What is expected:
In the entries that follow, find each line with the word "while" and copy it.

Supplied records:
********

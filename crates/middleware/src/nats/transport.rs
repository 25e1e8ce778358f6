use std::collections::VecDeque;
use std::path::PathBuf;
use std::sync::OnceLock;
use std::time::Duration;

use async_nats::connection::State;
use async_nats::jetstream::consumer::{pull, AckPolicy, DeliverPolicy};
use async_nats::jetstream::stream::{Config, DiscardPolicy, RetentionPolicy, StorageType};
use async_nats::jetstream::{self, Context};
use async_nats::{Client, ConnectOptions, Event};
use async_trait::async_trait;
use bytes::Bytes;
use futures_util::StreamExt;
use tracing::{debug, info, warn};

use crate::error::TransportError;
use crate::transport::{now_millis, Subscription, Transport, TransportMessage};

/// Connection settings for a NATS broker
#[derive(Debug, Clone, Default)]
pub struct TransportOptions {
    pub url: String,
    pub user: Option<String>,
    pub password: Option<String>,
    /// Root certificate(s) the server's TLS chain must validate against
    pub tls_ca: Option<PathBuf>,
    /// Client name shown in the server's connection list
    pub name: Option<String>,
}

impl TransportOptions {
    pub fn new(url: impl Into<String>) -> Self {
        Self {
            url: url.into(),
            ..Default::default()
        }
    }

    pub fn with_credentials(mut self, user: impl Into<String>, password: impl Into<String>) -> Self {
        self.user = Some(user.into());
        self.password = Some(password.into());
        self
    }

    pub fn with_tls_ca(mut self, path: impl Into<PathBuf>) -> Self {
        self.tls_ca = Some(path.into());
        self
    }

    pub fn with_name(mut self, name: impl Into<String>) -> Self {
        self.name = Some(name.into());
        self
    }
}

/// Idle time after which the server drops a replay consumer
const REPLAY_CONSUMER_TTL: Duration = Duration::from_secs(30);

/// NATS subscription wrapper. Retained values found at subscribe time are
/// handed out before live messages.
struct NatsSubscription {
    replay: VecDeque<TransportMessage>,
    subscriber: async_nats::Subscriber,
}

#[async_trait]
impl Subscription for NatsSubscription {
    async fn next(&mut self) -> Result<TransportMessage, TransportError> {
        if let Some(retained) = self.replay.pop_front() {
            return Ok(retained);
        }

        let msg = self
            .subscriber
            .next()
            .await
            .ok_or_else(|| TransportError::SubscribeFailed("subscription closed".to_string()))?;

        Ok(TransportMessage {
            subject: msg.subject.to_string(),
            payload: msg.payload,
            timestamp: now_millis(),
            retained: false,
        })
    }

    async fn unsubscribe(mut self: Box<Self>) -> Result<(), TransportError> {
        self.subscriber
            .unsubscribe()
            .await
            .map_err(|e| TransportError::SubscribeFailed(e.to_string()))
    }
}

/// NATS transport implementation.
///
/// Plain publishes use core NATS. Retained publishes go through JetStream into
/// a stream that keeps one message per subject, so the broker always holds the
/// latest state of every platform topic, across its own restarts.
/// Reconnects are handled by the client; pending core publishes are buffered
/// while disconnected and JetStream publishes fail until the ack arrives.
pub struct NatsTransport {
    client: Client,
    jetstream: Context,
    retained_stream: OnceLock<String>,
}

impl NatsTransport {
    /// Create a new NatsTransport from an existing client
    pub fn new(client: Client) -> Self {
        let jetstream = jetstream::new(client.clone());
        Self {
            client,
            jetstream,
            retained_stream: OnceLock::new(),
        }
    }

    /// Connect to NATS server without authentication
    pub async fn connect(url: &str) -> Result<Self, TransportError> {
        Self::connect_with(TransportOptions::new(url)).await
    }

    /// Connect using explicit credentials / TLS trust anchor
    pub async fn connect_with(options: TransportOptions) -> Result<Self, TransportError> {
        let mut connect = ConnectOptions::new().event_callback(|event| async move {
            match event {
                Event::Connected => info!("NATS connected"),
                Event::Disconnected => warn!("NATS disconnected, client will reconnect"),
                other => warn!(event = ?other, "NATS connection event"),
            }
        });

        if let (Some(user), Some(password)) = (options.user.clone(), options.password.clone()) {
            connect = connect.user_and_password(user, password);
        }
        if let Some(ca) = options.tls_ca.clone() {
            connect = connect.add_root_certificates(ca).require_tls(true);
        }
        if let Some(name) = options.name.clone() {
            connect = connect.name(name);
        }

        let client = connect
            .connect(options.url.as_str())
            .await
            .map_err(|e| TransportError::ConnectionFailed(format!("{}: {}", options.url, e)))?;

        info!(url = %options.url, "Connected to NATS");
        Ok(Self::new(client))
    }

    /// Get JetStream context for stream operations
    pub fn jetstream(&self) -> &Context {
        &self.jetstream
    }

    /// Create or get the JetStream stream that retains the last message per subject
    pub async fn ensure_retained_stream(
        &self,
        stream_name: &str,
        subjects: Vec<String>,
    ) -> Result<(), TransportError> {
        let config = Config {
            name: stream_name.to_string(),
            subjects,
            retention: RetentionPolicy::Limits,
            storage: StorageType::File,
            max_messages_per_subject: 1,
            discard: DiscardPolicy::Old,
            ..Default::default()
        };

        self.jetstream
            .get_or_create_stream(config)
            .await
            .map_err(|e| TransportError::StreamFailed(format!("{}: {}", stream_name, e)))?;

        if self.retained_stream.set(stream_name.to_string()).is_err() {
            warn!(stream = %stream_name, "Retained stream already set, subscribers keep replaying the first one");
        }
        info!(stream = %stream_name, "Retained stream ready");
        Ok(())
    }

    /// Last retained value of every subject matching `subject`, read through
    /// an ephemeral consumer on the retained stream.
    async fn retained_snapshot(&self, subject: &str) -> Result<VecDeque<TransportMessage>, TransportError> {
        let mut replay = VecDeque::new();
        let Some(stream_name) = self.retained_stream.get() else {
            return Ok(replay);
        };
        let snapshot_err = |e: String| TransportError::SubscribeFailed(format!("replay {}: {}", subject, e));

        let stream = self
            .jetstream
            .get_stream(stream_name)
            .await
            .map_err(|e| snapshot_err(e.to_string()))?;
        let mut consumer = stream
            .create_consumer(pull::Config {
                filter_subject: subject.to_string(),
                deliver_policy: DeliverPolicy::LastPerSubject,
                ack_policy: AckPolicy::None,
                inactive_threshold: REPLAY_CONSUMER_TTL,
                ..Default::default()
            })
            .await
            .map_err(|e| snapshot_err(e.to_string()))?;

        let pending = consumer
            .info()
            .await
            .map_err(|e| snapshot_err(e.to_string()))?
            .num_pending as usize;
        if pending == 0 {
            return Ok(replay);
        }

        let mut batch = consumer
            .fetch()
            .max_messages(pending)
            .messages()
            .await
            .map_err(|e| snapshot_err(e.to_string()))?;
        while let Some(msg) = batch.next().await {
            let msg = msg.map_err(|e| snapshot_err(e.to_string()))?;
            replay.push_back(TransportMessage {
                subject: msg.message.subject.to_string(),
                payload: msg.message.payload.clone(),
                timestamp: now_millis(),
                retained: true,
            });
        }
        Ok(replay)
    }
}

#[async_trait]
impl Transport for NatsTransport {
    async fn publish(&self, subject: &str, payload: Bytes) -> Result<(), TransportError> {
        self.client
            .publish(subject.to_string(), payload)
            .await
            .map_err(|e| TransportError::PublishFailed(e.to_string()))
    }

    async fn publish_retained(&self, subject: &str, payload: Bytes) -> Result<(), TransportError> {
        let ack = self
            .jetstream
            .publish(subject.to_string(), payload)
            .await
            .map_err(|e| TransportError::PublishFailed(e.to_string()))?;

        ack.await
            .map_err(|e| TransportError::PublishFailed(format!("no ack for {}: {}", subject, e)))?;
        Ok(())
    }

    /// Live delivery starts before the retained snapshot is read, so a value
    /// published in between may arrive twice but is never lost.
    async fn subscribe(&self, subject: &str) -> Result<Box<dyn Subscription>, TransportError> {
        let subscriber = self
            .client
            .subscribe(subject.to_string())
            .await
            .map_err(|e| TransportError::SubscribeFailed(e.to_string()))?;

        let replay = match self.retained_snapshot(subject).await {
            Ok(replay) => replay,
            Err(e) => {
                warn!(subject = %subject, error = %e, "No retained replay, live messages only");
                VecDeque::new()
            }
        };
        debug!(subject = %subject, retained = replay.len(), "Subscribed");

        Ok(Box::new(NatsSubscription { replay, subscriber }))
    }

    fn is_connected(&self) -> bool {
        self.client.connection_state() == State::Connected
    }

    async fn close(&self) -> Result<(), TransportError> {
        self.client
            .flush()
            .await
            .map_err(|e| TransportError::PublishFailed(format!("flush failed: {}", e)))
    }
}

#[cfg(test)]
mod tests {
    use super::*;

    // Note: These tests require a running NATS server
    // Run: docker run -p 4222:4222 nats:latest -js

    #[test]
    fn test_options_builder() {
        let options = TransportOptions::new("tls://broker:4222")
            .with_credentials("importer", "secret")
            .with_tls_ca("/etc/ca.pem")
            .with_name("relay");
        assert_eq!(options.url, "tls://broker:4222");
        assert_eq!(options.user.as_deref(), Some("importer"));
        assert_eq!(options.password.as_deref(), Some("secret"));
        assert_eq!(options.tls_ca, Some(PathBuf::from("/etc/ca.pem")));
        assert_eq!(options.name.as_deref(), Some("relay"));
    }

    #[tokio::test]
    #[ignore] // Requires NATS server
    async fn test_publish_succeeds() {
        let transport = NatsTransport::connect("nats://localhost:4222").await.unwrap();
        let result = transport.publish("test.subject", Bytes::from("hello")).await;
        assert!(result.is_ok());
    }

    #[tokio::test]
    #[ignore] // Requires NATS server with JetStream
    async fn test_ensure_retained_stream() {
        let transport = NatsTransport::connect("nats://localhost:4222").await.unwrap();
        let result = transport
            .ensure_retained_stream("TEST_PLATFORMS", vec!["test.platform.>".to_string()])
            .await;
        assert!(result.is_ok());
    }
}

********

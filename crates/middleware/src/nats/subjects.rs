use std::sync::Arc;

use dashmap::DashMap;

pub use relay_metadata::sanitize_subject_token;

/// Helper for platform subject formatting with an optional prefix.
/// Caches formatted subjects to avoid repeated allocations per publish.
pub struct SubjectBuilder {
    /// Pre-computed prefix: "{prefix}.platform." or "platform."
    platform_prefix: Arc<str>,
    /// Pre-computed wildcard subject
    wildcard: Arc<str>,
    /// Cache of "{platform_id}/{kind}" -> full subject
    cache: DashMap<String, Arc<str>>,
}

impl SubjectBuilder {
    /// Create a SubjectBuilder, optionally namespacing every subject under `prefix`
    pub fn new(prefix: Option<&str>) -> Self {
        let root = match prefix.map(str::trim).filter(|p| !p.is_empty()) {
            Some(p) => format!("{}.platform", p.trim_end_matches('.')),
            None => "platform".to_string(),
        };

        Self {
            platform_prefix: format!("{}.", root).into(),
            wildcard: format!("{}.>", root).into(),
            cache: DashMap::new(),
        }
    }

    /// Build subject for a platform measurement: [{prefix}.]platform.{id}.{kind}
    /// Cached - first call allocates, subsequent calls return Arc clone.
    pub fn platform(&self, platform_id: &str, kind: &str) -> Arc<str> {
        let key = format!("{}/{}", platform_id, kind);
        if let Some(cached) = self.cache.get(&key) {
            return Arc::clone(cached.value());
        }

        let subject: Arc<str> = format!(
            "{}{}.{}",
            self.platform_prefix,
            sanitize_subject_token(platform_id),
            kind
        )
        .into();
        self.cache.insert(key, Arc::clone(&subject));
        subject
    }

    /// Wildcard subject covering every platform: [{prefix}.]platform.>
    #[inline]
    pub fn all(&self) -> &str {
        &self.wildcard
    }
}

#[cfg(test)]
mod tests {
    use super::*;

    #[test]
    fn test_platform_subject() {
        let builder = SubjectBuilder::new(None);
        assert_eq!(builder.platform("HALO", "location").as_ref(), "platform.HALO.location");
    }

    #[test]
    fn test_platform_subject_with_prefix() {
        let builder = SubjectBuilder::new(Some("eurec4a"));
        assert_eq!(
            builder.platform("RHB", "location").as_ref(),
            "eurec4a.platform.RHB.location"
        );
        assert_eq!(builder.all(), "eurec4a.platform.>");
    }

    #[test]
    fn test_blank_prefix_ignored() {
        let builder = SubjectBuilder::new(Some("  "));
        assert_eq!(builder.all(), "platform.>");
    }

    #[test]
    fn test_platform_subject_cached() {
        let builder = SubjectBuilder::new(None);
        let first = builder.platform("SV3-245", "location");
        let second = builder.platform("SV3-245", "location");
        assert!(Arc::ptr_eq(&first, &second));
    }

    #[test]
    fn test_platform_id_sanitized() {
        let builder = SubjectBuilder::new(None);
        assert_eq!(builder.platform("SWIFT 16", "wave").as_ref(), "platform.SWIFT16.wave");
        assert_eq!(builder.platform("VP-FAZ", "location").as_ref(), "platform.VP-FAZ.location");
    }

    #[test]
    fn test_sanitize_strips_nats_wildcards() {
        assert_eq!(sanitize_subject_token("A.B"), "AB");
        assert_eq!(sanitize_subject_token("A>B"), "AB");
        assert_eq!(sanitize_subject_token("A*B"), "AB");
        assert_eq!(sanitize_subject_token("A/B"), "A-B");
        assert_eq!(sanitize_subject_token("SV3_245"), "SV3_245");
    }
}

********

Problem solution:
/// while disconnected and JetStream publishes fail until the ack arrives.
        while let Some(msg) = batch.next().await {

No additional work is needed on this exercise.